Extracted data entries —
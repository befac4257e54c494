use async_trait::async_trait;
use chrono::{DateTime, Utc};
use reqwest::Client;
use serde::Serialize;
use std::time::Duration;

use super::{AlertNotifier, NotifyError};
use crate::db::entities::{alert, tracked_api};
use crate::db::enums::{AlertType, ApiStatus, Severity};

/// POSTs every wanted alert as JSON to a fixed URL.
pub struct WebhookNotifier {
    client: Client,
    url: String,
    notify_on: Vec<AlertType>,
}

#[derive(Debug, Serialize)]
#[serde(rename_all = "camelCase")]
struct WebhookPayload<'a> {
    alert_id: i32,
    api_id: i32,
    api_name: &'a str,
    api_status: ApiStatus,
    alert_type: AlertType,
    severity: Severity,
    title: &'a str,
    description: Option<&'a str>,
    created_at: DateTime<Utc>,
}

impl WebhookNotifier {
    pub fn new(url: &str, notify_on: Vec<AlertType>) -> Result<Self, NotifyError> {
        let client = Client::builder().timeout(Duration::from_secs(10)).build()?;
        Ok(Self {
            client,
            url: url.to_string(),
            notify_on,
        })
    }
}

#[async_trait]
impl AlertNotifier for WebhookNotifier {
    async fn notify(
        &self,
        api: &tracked_api::Model,
        alert: &alert::Model,
    ) -> Result<(), NotifyError> {
        if !self.notify_on.is_empty() && !self.notify_on.contains(&alert.alert_type) {
            return Ok(());
        }

        let payload = WebhookPayload {
            alert_id: alert.id,
            api_id: api.id,
            api_name: &api.name,
            api_status: api.current_status,
            alert_type: alert.alert_type,
            severity: alert.severity,
            title: &alert.title,
            description: alert.description.as_deref(),
            created_at: alert.created_at,
        };

        let response = self.client.post(&self.url).json(&payload).send().await?;
        let status = response.status();
        if !status.is_success() {
            let error_body = response
                .text()
                .await
                .unwrap_or_else(|_| "Failed to read error body".to_string());
            return Err(NotifyError::SendFailed(format!(
                "Webhook returned non-success status: {status}. Body: {error_body}"
            )));
        }
        Ok(())
    }
}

PROBLEM REQUIREMENTS — The answer should reproduce each entry above in full.

EXPECTED ANSWER —
repository befac4257e54c494
use async_trait::async_trait;
use chrono::{DateTime, Utc};
use reqwest::Client;
use serde::Serialize;
use std::time::Duration;

use super::{AlertNotifier, NotifyError};
use crate::db::entities::{alert, tracked_api};
use crate::db::enums::{AlertType, ApiStatus, Severity};

/// POSTs every wanted alert as JSON to a fixed URL.
pub struct WebhookNotifier {
    client: Client,
    url: String,
    notify_on: Vec<AlertType>,
}

#[derive(Debug, Serialize)]
#[serde(rename_all = "camelCase")]
struct WebhookPayload<'a> {
    alert_id: i32,
    api_id: i32,
    api_name: &'a str,
    api_status: ApiStatus,
    alert_type: AlertType,
    severity: Severity,
    title: &'a str,
    description: Option<&'a str>,
    created_at: DateTime<Utc>,
}

impl WebhookNotifier {
    pub fn new(url: &str, notify_on: Vec<AlertType>) -> Result<Self, NotifyError> {
        let client = Client::builder().timeout(Duration::from_secs(10)).build()?;
        Ok(Self {
            client,
            url: url.to_string(),
            notify_on,
        })
    }
}

#[async_trait]
impl AlertNotifier for WebhookNotifier {
    async fn notify(
        &self,
        api: &tracked_api::Model,
        alert: &alert::Model,
    ) -> Result<(), NotifyError> {
        if !self.notify_on.is_empty() && !self.notify_on.contains(&alert.alert_type) {
            return Ok(());
        }

        let payload = WebhookPayload {
            alert_id: alert.id,
            api_id: api.id,
            api_name: &api.name,
            api_status: api.current_status,
            alert_type: alert.alert_type,
            severity: alert.severity,
            title: &alert.title,
            description: alert.description.as_deref(),
            created_at: alert.created_at,
        };

        let response = self.client.post(&self.url).json(&payload).send().await?;
        let status = response.status();
        if !status.is_success() {
            let error_body = response
                .text()
                .await
                .unwrap_or_else(|_| "Failed to read error body".to_string());
            return Err(NotifyError::SendFailed(format!(
                "Webhook returned non-success status: {status}. Body: {error_body}"
            )));
        }
        Ok(())
    }
}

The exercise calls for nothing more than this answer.